Now, bottles are an obviously necessary part of the bottling process, and unfortunately that day they never showed up. An hour after we were supposed to start bottling, we find out that the truck driver is still sitting in the warehouse inDenver, waiting to be loaded. Instead, we all went across the parking lot to the taproom, and made plans for Friday.

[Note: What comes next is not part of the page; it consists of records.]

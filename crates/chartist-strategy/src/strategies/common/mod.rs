//! 전략 공통 유틸리티.
//!
//! - **pivots**: 피벗 고점/저점 탐지와 가격 군집화
//! - **geometry**: 추세선 투영, 근사 동일 비교, 삼각수렴 꼭짓점 계산
//! - **volume**: 거래량 이동평균

pub mod geometry;
pub mod pivots;
pub mod volume;

pub use geometry::{approx_equal, line_at, solve_triangle, Trendline, Triangle};
pub use pivots::{
    cluster_level, collect_pivots, is_pivot_high, is_pivot_low, pivot_prices, prev_pivot, Cluster,
    PivotKind, PivotPoint,
};
pub use volume::volume_ma;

When I showed up Friday they had just began filling the bottles, and things were going about as well as Wednesday. Something was wrong with the machine, and the bottles were filling, just not quite filling enough to sell. Russell was standing in a sea of “e-beers”, ones he had pulled off the line that couldn’t be sold. The next hour went something like this; stop the line, tinker with what could be a solution, start again to see if the problem was fixed, pull bottles of the line, repeat. Eventually they found a solution that owner Don Chapman had once heard of from Funkwerks and now more beers were being labeled and boxed rather than having to be pulled off the line.
There were 8 of us along the bottling line. I moved bottles and boxes to various stations, helped box up “e-beers” and just got in the way, one of my strongest skills.
Don was in the front of the machine, assuring the bottles were going in correctly and the machine functioning. Another employee was on the other side, filling a bin with caps and making sure things are working on his side.
The beer was now ready to be sold on liquor store shelves around the area. Even after they fixed the machine, it still wasn’t working at 100% and there were occasional “e-beers”. When the bottler was eventually shut off, Russell turned to walk away, saying, “Well, that was ugly!” Being their supposed worst bottling run in their history, nearly 2 dozen cases of a dozen-22 oz bombers were boxed up to be given away as “e-beers”, or sent straight to the garbage. If your heart just broke at that last sentence, you’d be a good beer-friend to head to Grimm Brothers Brewhouse,623 Denver Ave, and enjoy a pint, or two. Just to show them that even when the bottler makes you lose a half batch of beer, we will still be there to enjoy more of the next round. While it is a huge loss, financially and maybe even emotionally, I am glad you have the attention and dedication to quality to only serve and sell the finest products.
Thanks to Grimm for allowing me to help out behind the scenes, and also for proving that I don’t even have to touch a technological piece of equipment for it to malfunction at my presence. Yeah, it was probably my fault, I would tell you to ask my phone and computer but you can’t because neither of them work properly. Also, thanks for the 2 cases of “e-beer”.